[RECORDED INFORMATION Boundary: Start]

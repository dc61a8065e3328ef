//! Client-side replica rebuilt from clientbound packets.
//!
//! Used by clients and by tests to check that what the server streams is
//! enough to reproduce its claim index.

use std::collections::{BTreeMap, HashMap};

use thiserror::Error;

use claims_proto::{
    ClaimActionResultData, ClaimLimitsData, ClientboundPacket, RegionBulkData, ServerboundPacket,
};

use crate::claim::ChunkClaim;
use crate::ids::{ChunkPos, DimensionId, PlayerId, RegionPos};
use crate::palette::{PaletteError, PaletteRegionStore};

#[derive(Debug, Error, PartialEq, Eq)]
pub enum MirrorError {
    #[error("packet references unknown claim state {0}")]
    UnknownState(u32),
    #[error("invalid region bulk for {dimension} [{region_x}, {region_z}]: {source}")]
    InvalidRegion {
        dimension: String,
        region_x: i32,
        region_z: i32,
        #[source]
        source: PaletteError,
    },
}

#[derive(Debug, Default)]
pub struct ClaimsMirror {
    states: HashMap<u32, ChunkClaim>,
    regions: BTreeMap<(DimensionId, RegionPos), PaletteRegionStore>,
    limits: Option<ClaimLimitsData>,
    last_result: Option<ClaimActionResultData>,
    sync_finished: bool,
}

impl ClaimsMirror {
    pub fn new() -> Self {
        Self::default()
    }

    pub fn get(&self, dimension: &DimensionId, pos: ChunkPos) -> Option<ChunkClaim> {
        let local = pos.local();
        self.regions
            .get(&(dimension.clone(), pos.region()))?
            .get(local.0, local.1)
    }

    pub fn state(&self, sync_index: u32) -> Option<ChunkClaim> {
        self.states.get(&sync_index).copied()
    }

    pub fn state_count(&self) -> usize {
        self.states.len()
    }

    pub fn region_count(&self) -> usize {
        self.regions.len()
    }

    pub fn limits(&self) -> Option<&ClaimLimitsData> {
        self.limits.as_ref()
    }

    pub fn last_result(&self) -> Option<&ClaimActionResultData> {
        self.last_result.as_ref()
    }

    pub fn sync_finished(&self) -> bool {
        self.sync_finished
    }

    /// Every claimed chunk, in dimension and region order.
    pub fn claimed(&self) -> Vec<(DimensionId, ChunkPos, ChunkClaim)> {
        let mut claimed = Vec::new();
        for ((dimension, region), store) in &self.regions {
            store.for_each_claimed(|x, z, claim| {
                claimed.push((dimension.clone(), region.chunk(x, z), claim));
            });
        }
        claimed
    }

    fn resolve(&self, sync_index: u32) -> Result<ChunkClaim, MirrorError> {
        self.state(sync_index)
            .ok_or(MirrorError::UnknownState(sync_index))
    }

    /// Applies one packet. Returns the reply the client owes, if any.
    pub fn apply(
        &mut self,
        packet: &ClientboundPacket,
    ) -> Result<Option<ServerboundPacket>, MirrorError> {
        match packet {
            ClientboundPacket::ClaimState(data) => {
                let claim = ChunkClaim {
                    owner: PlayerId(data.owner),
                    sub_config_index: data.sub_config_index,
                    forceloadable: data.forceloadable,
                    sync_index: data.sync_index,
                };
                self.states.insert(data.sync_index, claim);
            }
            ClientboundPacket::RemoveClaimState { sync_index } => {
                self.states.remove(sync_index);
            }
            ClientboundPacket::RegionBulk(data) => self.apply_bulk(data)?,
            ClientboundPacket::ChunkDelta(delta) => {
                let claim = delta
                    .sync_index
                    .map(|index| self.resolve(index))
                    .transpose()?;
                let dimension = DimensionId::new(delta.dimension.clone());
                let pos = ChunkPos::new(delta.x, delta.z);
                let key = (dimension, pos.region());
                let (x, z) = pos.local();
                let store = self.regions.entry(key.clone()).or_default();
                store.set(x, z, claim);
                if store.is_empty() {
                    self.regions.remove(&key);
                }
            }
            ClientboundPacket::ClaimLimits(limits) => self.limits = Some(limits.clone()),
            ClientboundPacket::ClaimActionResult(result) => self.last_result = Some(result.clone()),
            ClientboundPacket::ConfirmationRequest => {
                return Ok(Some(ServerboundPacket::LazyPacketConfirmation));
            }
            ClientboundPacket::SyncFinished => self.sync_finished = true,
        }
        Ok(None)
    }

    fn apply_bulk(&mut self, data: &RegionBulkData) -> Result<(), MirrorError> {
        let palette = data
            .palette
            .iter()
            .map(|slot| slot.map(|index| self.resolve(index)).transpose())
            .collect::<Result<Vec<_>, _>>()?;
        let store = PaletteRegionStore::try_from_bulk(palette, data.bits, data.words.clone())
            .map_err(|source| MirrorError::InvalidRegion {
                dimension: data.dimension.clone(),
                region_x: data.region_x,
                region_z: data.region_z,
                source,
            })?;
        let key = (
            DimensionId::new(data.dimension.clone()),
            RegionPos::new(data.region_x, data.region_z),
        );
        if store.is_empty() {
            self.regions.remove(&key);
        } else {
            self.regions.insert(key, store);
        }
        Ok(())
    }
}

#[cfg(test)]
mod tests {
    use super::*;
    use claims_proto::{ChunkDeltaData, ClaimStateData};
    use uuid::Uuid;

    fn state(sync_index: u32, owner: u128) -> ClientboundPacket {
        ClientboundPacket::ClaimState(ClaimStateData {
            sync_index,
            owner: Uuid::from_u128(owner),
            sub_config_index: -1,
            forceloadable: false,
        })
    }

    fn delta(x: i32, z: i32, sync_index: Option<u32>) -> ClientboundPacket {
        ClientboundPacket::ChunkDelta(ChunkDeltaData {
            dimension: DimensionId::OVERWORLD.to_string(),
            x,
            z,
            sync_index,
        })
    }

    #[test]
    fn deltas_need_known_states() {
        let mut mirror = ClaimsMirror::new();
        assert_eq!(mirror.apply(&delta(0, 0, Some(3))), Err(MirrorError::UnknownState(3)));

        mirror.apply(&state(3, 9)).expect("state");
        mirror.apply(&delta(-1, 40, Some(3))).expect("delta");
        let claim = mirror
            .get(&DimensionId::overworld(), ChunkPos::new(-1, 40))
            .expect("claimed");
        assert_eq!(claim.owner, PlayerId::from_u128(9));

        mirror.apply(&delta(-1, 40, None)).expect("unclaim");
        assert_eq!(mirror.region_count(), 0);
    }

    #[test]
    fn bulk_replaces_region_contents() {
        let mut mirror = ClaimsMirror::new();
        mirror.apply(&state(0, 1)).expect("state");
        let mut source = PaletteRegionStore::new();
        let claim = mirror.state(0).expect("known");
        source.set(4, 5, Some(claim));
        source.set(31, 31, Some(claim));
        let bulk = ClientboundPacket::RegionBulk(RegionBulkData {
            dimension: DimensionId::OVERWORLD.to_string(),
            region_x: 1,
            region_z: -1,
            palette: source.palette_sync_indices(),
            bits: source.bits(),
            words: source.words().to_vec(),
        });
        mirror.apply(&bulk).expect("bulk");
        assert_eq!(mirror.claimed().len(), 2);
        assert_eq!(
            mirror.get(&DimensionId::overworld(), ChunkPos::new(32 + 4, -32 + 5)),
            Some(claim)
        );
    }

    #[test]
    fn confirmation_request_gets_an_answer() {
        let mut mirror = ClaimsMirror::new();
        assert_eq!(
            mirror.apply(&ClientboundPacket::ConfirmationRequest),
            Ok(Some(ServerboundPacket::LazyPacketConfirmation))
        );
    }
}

[RECORDED INFORMATION Boundary: End]

▶ WHAT YOU WILL DO: Every entry above needs to be copied exactly.

▶ TASK RESPONSE:
repository dc61a8065e3328ef
//! Client-side replica rebuilt from clientbound packets.
//!
//! Used by clients and by tests to check that what the server streams is
//! enough to reproduce its claim index.

use std::collections::{BTreeMap, HashMap};

use thiserror::Error;

use claims_proto::{
    ClaimActionResultData, ClaimLimitsData, ClientboundPacket, RegionBulkData, ServerboundPacket,
};

use crate::claim::ChunkClaim;
use crate::ids::{ChunkPos, DimensionId, PlayerId, RegionPos};
use crate::palette::{PaletteError, PaletteRegionStore};

#[derive(Debug, Error, PartialEq, Eq)]
pub enum MirrorError {
    #[error("packet references unknown claim state {0}")]
    UnknownState(u32),
    #[error("invalid region bulk for {dimension} [{region_x}, {region_z}]: {source}")]
    InvalidRegion {
        dimension: String,
        region_x: i32,
        region_z: i32,
        #[source]
        source: PaletteError,
    },
}

#[derive(Debug, Default)]
pub struct ClaimsMirror {
    states: HashMap<u32, ChunkClaim>,
    regions: BTreeMap<(DimensionId, RegionPos), PaletteRegionStore>,
    limits: Option<ClaimLimitsData>,
    last_result: Option<ClaimActionResultData>,
    sync_finished: bool,
}

impl ClaimsMirror {
    pub fn new() -> Self {
        Self::default()
    }

    pub fn get(&self, dimension: &DimensionId, pos: ChunkPos) -> Option<ChunkClaim> {
        let local = pos.local();
        self.regions
            .get(&(dimension.clone(), pos.region()))?
            .get(local.0, local.1)
    }

    pub fn state(&self, sync_index: u32) -> Option<ChunkClaim> {
        self.states.get(&sync_index).copied()
    }

    pub fn state_count(&self) -> usize {
        self.states.len()
    }

    pub fn region_count(&self) -> usize {
        self.regions.len()
    }

    pub fn limits(&self) -> Option<&ClaimLimitsData> {
        self.limits.as_ref()
    }

    pub fn last_result(&self) -> Option<&ClaimActionResultData> {
        self.last_result.as_ref()
    }

    pub fn sync_finished(&self) -> bool {
        self.sync_finished
    }

    /// Every claimed chunk, in dimension and region order.
    pub fn claimed(&self) -> Vec<(DimensionId, ChunkPos, ChunkClaim)> {
        let mut claimed = Vec::new();
        for ((dimension, region), store) in &self.regions {
            store.for_each_claimed(|x, z, claim| {
                claimed.push((dimension.clone(), region.chunk(x, z), claim));
            });
        }
        claimed
    }

    fn resolve(&self, sync_index: u32) -> Result<ChunkClaim, MirrorError> {
        self.state(sync_index)
            .ok_or(MirrorError::UnknownState(sync_index))
    }

    /// Applies one packet. Returns the reply the client owes, if any.
    pub fn apply(
        &mut self,
        packet: &ClientboundPacket,
    ) -> Result<Option<ServerboundPacket>, MirrorError> {
        match packet {
            ClientboundPacket::ClaimState(data) => {
                let claim = ChunkClaim {
                    owner: PlayerId(data.owner),
                    sub_config_index: data.sub_config_index,
                    forceloadable: data.forceloadable,
                    sync_index: data.sync_index,
                };
                self.states.insert(data.sync_index, claim);
            }
            ClientboundPacket::RemoveClaimState { sync_index } => {
                self.states.remove(sync_index);
            }
            ClientboundPacket::RegionBulk(data) => self.apply_bulk(data)?,
            ClientboundPacket::ChunkDelta(delta) => {
                let claim = delta
                    .sync_index
                    .map(|index| self.resolve(index))
                    .transpose()?;
                let dimension = DimensionId::new(delta.dimension.clone());
                let pos = ChunkPos::new(delta.x, delta.z);
                let key = (dimension, pos.region());
                let (x, z) = pos.local();
                let store = self.regions.entry(key.clone()).or_default();
                store.set(x, z, claim);
                if store.is_empty() {
                    self.regions.remove(&key);
                }
            }
            ClientboundPacket::ClaimLimits(limits) => self.limits = Some(limits.clone()),
            ClientboundPacket::ClaimActionResult(result) => self.last_result = Some(result.clone()),
            ClientboundPacket::ConfirmationRequest => {
                return Ok(Some(ServerboundPacket::LazyPacketConfirmation));
            }
            ClientboundPacket::SyncFinished => self.sync_finished = true,
        }
        Ok(None)
    }

    fn apply_bulk(&mut self, data: &RegionBulkData) -> Result<(), MirrorError> {
        let palette = data
            .palette
            .iter()
            .map(|slot| slot.map(|index| self.resolve(index)).transpose())
            .collect::<Result<Vec<_>, _>>()?;
        let store = PaletteRegionStore::try_from_bulk(palette, data.bits, data.words.clone())
            .map_err(|source| MirrorError::InvalidRegion {
                dimension: data.dimension.clone(),
                region_x: data.region_x,
                region_z: data.region_z,
                source,
            })?;
        let key = (
            DimensionId::new(data.dimension.clone()),
            RegionPos::new(data.region_x, data.region_z),
        );
        if store.is_empty() {
            self.regions.remove(&key);
        } else {
            self.regions.insert(key, store);
        }
        Ok(())
    }
}

#[cfg(test)]
mod tests {
    use super::*;
    use claims_proto::{ChunkDeltaData, ClaimStateData};
    use uuid::Uuid;

    fn state(sync_index: u32, owner: u128) -> ClientboundPacket {
        ClientboundPacket::ClaimState(ClaimStateData {
            sync_index,
            owner: Uuid::from_u128(owner),
            sub_config_index: -1,
            forceloadable: false,
        })
    }

    fn delta(x: i32, z: i32, sync_index: Option<u32>) -> ClientboundPacket {
        ClientboundPacket::ChunkDelta(ChunkDeltaData {
            dimension: DimensionId::OVERWORLD.to_string(),
            x,
            z,
            sync_index,
        })
    }

    #[test]
    fn deltas_need_known_states() {
        let mut mirror = ClaimsMirror::new();
        assert_eq!(mirror.apply(&delta(0, 0, Some(3))), Err(MirrorError::UnknownState(3)));

        mirror.apply(&state(3, 9)).expect("state");
        mirror.apply(&delta(-1, 40, Some(3))).expect("delta");
        let claim = mirror
            .get(&DimensionId::overworld(), ChunkPos::new(-1, 40))
            .expect("claimed");
        assert_eq!(claim.owner, PlayerId::from_u128(9));

        mirror.apply(&delta(-1, 40, None)).expect("unclaim");
        assert_eq!(mirror.region_count(), 0);
    }

    #[test]
    fn bulk_replaces_region_contents() {
        let mut mirror = ClaimsMirror::new();
        mirror.apply(&state(0, 1)).expect("state");
        let mut source = PaletteRegionStore::new();
        let claim = mirror.state(0).expect("known");
        source.set(4, 5, Some(claim));
        source.set(31, 31, Some(claim));
        let bulk = ClientboundPacket::RegionBulk(RegionBulkData {
            dimension: DimensionId::OVERWORLD.to_string(),
            region_x: 1,
            region_z: -1,
            palette: source.palette_sync_indices(),
            bits: source.bits(),
            words: source.words().to_vec(),
        });
        mirror.apply(&bulk).expect("bulk");
        assert_eq!(mirror.claimed().len(), 2);
        assert_eq!(
            mirror.get(&DimensionId::overworld(), ChunkPos::new(32 + 4, -32 + 5)),
            Some(claim)
        );
    }

    #[test]
    fn confirmation_request_gets_an_answer() {
        let mut mirror = ClaimsMirror::new();
        assert_eq!(
            mirror.apply(&ClientboundPacket::ConfirmationRequest),
            Ok(Some(ServerboundPacket::LazyPacketConfirmation))
        );
    }
}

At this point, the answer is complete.